WHAT IS EXPECTED
The expected answer is all of the entries, written out exactly.

Data records:
★ ★ ★ ★
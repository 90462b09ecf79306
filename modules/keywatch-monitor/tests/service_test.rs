//! MonitorService lifecycle.

use std::sync::Arc;
use std::time::Duration;

use async_trait::async_trait;

use keywatch_common::{ConfigStore, EntityDescriptor, Item, MonitorConfig, Platform, SourceError};
use keywatch_monitor::testing::{item, keywords, MockConnector, MockFetcher, MockSink};
use keywatch_monitor::{Connections, MonitorService, MonitorState, PlatformConnector, SourceFetcher, SourcePoller};

fn store(kw: &[&str], groups: &[&str], recipients: &[i64]) -> Arc<ConfigStore> {
    let mut config = MonitorConfig::default();
    config.keywords = keywords(kw);
    config.vk.groups = keywords(groups);
    config.recipients = recipients.to_vec();
    Arc::new(ConfigStore::in_memory(config))
}

async fn wait_for<F: Fn() -> bool>(condition: F) {
    tokio::time::timeout(Duration::from_secs(5), async {
        while !condition() {
            tokio::time::sleep(Duration::from_millis(10)).await;
        }
    })
    .await
    .expect("condition not reached in time");
}

#[tokio::test]
async fn start_runs_a_cycle_and_stop_returns_to_stopped() {
    let vk = Arc::new(MockFetcher::vk().on_group("g", 1, "G").on_items("g", vec![item(1, "sale")]));
    let sink = Arc::new(MockSink::new());
    let connector = MockConnector::new().with_fetcher(vk).with_sink(sink.clone());
    let service = MonitorService::new(store(&["sale"], &["g"], &[7]), Arc::new(connector));

    assert_eq!(service.state(), MonitorState::Stopped);
    assert!(service.start());
    wait_for(|| service.status().cycles_completed >= 1).await;

    assert!(service.is_running());
    let status = service.status();
    assert_eq!(status.last_cycle.as_ref().map(|s| s.matches), Some(1));
    assert!(status.last_cycle_at.is_some());
    assert_eq!(sink.delivered_to(7).len(), 1);

    // Default interval is minutes long; stop must not wait for it.
    let stopped = tokio::time::timeout(Duration::from_secs(2), service.shutdown()).await;
    assert!(stopped.is_ok());
    assert_eq!(service.state(), MonitorState::Stopped);
    assert!(!service.is_running());
}

#[tokio::test]
async fn second_start_is_a_no_op() {
    let connector = Arc::new(MockConnector::new());
    let service = MonitorService::new(store(&["x"], &[], &[]), connector.clone());

    assert!(service.start());
    assert!(!service.start());
    wait_for(|| service.is_running()).await;
    assert!(!service.start());
    assert_eq!(connector.connects(), 1);

    service.shutdown().await;
}

#[tokio::test]
async fn stop_when_stopped_is_a_no_op() {
    let service = MonitorService::new(store(&[], &[], &[]), Arc::new(MockConnector::new()));
    assert!(!service.stop());
    service.join().await;
    assert_eq!(service.state(), MonitorState::Stopped);
}

#[tokio::test]
async fn service_can_restart_after_stop() {
    let connector = Arc::new(MockConnector::new());
    let service = MonitorService::new(store(&["x"], &[], &[]), connector.clone());

    service.start();
    wait_for(|| service.is_running()).await;
    service.shutdown().await;

    assert!(service.start());
    wait_for(|| service.is_running()).await;
    service.shutdown().await;
    assert_eq!(connector.connects(), 2);
}

#[tokio::test]
async fn empty_keywords_skip_cycles_without_source_calls() {
    let vk = Arc::new(MockFetcher::vk().on_group("g", 1, "G").on_items("g", vec![item(1, "x")]));
    let connector = MockConnector::new().with_fetcher(vk.clone());
    let service = MonitorService::new(store(&[], &["g"], &[]), Arc::new(connector));

    service.start();
    wait_for(|| service.status().cycles_completed >= 1).await;

    assert_eq!(service.status().last_cycle.map(|s| s.skipped), Some(true));
    assert_eq!(vk.resolve_calls(), 0);
    service.shutdown().await;
}

#[tokio::test]
async fn zero_interval_in_the_file_does_not_spin() {
    let vk = Arc::new(MockFetcher::vk().on_group("g", 1, "G"));
    let mut config = MonitorConfig::default();
    config.keywords = keywords(&["x"]);
    config.vk.groups = keywords(&["g"]);
    config.monitoring.check_interval = 0;
    let connector = MockConnector::new().with_fetcher(vk.clone());
    let service = MonitorService::new(Arc::new(ConfigStore::in_memory(config)), Arc::new(connector));

    service.start();
    wait_for(|| service.status().cycles_completed >= 1).await;
    tokio::time::sleep(Duration::from_millis(300)).await;

    assert_eq!(service.status().cycles_completed, 1);
    assert_eq!(vk.resolve_calls(), 1);
    service.shutdown().await;
}

struct PanickingFetcher;

#[async_trait]
impl SourceFetcher for PanickingFetcher {
    fn platform(&self) -> Platform {
        Platform::Vk
    }

    async fn resolve_entity(&self, _reference: &str) -> Result<EntityDescriptor, SourceError> {
        panic!("resolver exploded");
    }

    async fn fetch_recent_items(&self, _: &EntityDescriptor, _: u32) -> Result<Vec<Item>, SourceError> {
        Ok(Vec::new())
    }

    fn item_url(&self, _: &EntityDescriptor, _: i64) -> String {
        String::new()
    }
}

struct PanickingConnector;

#[async_trait]
impl PlatformConnector for PanickingConnector {
    async fn connect(&self, _config: &MonitorConfig) -> Connections {
        Connections {
            pollers: vec![SourcePoller::new(Arc::new(PanickingFetcher))],
            ..Connections::default()
        }
    }
}

#[tokio::test]
async fn crashed_loop_is_observable_as_stopped() {
    let service = MonitorService::new(store(&["x"], &["g"], &[]), Arc::new(PanickingConnector));

    assert!(service.start());
    wait_for(|| service.state() == MonitorState::Stopped).await;

    assert!(!service.is_running());
    service.join().await;
    assert!(service.start(), "a crashed service can be started again");
    service.shutdown().await;
}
★ ★ ★ ★
ANSWER SPACE
repository 90462b09ecf79306
filename modules/keywatch-monitor/tests/service_test.rs
//! MonitorService lifecycle.

use std::sync::Arc;
use std::time::Duration;

use async_trait::async_trait;

use keywatch_common::{ConfigStore, EntityDescriptor, Item, MonitorConfig, Platform, SourceError};
use keywatch_monitor::testing::{item, keywords, MockConnector, MockFetcher, MockSink};
use keywatch_monitor::{Connections, MonitorService, MonitorState, PlatformConnector, SourceFetcher, SourcePoller};

fn store(kw: &[&str], groups: &[&str], recipients: &[i64]) -> Arc<ConfigStore> {
    let mut config = MonitorConfig::default();
    config.keywords = keywords(kw);
    config.vk.groups = keywords(groups);
    config.recipients = recipients.to_vec();
    Arc::new(ConfigStore::in_memory(config))
}

async fn wait_for<F: Fn() -> bool>(condition: F) {
    tokio::time::timeout(Duration::from_secs(5), async {
        while !condition() {
            tokio::time::sleep(Duration::from_millis(10)).await;
        }
    })
    .await
    .expect("condition not reached in time");
}

#[tokio::test]
async fn start_runs_a_cycle_and_stop_returns_to_stopped() {
    let vk = Arc::new(MockFetcher::vk().on_group("g", 1, "G").on_items("g", vec![item(1, "sale")]));
    let sink = Arc::new(MockSink::new());
    let connector = MockConnector::new().with_fetcher(vk).with_sink(sink.clone());
    let service = MonitorService::new(store(&["sale"], &["g"], &[7]), Arc::new(connector));

    assert_eq!(service.state(), MonitorState::Stopped);
    assert!(service.start());
    wait_for(|| service.status().cycles_completed >= 1).await;

    assert!(service.is_running());
    let status = service.status();
    assert_eq!(status.last_cycle.as_ref().map(|s| s.matches), Some(1));
    assert!(status.last_cycle_at.is_some());
    assert_eq!(sink.delivered_to(7).len(), 1);

    // Default interval is minutes long; stop must not wait for it.
    let stopped = tokio::time::timeout(Duration::from_secs(2), service.shutdown()).await;
    assert!(stopped.is_ok());
    assert_eq!(service.state(), MonitorState::Stopped);
    assert!(!service.is_running());
}

#[tokio::test]
async fn second_start_is_a_no_op() {
    let connector = Arc::new(MockConnector::new());
    let service = MonitorService::new(store(&["x"], &[], &[]), connector.clone());

    assert!(service.start());
    assert!(!service.start());
    wait_for(|| service.is_running()).await;
    assert!(!service.start());
    assert_eq!(connector.connects(), 1);

    service.shutdown().await;
}

#[tokio::test]
async fn stop_when_stopped_is_a_no_op() {
    let service = MonitorService::new(store(&[], &[], &[]), Arc::new(MockConnector::new()));
    assert!(!service.stop());
    service.join().await;
    assert_eq!(service.state(), MonitorState::Stopped);
}

#[tokio::test]
async fn service_can_restart_after_stop() {
    let connector = Arc::new(MockConnector::new());
    let service = MonitorService::new(store(&["x"], &[], &[]), connector.clone());

    service.start();
    wait_for(|| service.is_running()).await;
    service.shutdown().await;

    assert!(service.start());
    wait_for(|| service.is_running()).await;
    service.shutdown().await;
    assert_eq!(connector.connects(), 2);
}

#[tokio::test]
async fn empty_keywords_skip_cycles_without_source_calls() {
    let vk = Arc::new(MockFetcher::vk().on_group("g", 1, "G").on_items("g", vec![item(1, "x")]));
    let connector = MockConnector::new().with_fetcher(vk.clone());
    let service = MonitorService::new(store(&[], &["g"], &[]), Arc::new(connector));

    service.start();
    wait_for(|| service.status().cycles_completed >= 1).await;

    assert_eq!(service.status().last_cycle.map(|s| s.skipped), Some(true));
    assert_eq!(vk.resolve_calls(), 0);
    service.shutdown().await;
}

#[tokio::test]
async fn zero_interval_in_the_file_does_not_spin() {
    let vk = Arc::new(MockFetcher::vk().on_group("g", 1, "G"));
    let mut config = MonitorConfig::default();
    config.keywords = keywords(&["x"]);
    config.vk.groups = keywords(&["g"]);
    config.monitoring.check_interval = 0;
    let connector = MockConnector::new().with_fetcher(vk.clone());
    let service = MonitorService::new(Arc::new(ConfigStore::in_memory(config)), Arc::new(connector));

    service.start();
    wait_for(|| service.status().cycles_completed >= 1).await;
    tokio::time::sleep(Duration::from_millis(300)).await;

    assert_eq!(service.status().cycles_completed, 1);
    assert_eq!(vk.resolve_calls(), 1);
    service.shutdown().await;
}

struct PanickingFetcher;

#[async_trait]
impl SourceFetcher for PanickingFetcher {
    fn platform(&self) -> Platform {
        Platform::Vk
    }

    async fn resolve_entity(&self, _reference: &str) -> Result<EntityDescriptor, SourceError> {
        panic!("resolver exploded");
    }

    async fn fetch_recent_items(&self, _: &EntityDescriptor, _: u32) -> Result<Vec<Item>, SourceError> {
        Ok(Vec::new())
    }

    fn item_url(&self, _: &EntityDescriptor, _: i64) -> String {
        String::new()
    }
}

struct PanickingConnector;

#[async_trait]
impl PlatformConnector for PanickingConnector {
    async fn connect(&self, _config: &MonitorConfig) -> Connections {
        Connections {
            pollers: vec![SourcePoller::new(Arc::new(PanickingFetcher))],
            ..Connections::default()
        }
    }
}

#[tokio::test]
async fn crashed_loop_is_observable_as_stopped() {
    let service = MonitorService::new(store(&["x"], &["g"], &[]), Arc::new(PanickingConnector));

    assert!(service.start());
    wait_for(|| service.state() == MonitorState::Stopped).await;

    assert!(!service.is_running());
    service.join().await;
    assert!(service.start(), "a crashed service can be started again");
    service.shutdown().await;
}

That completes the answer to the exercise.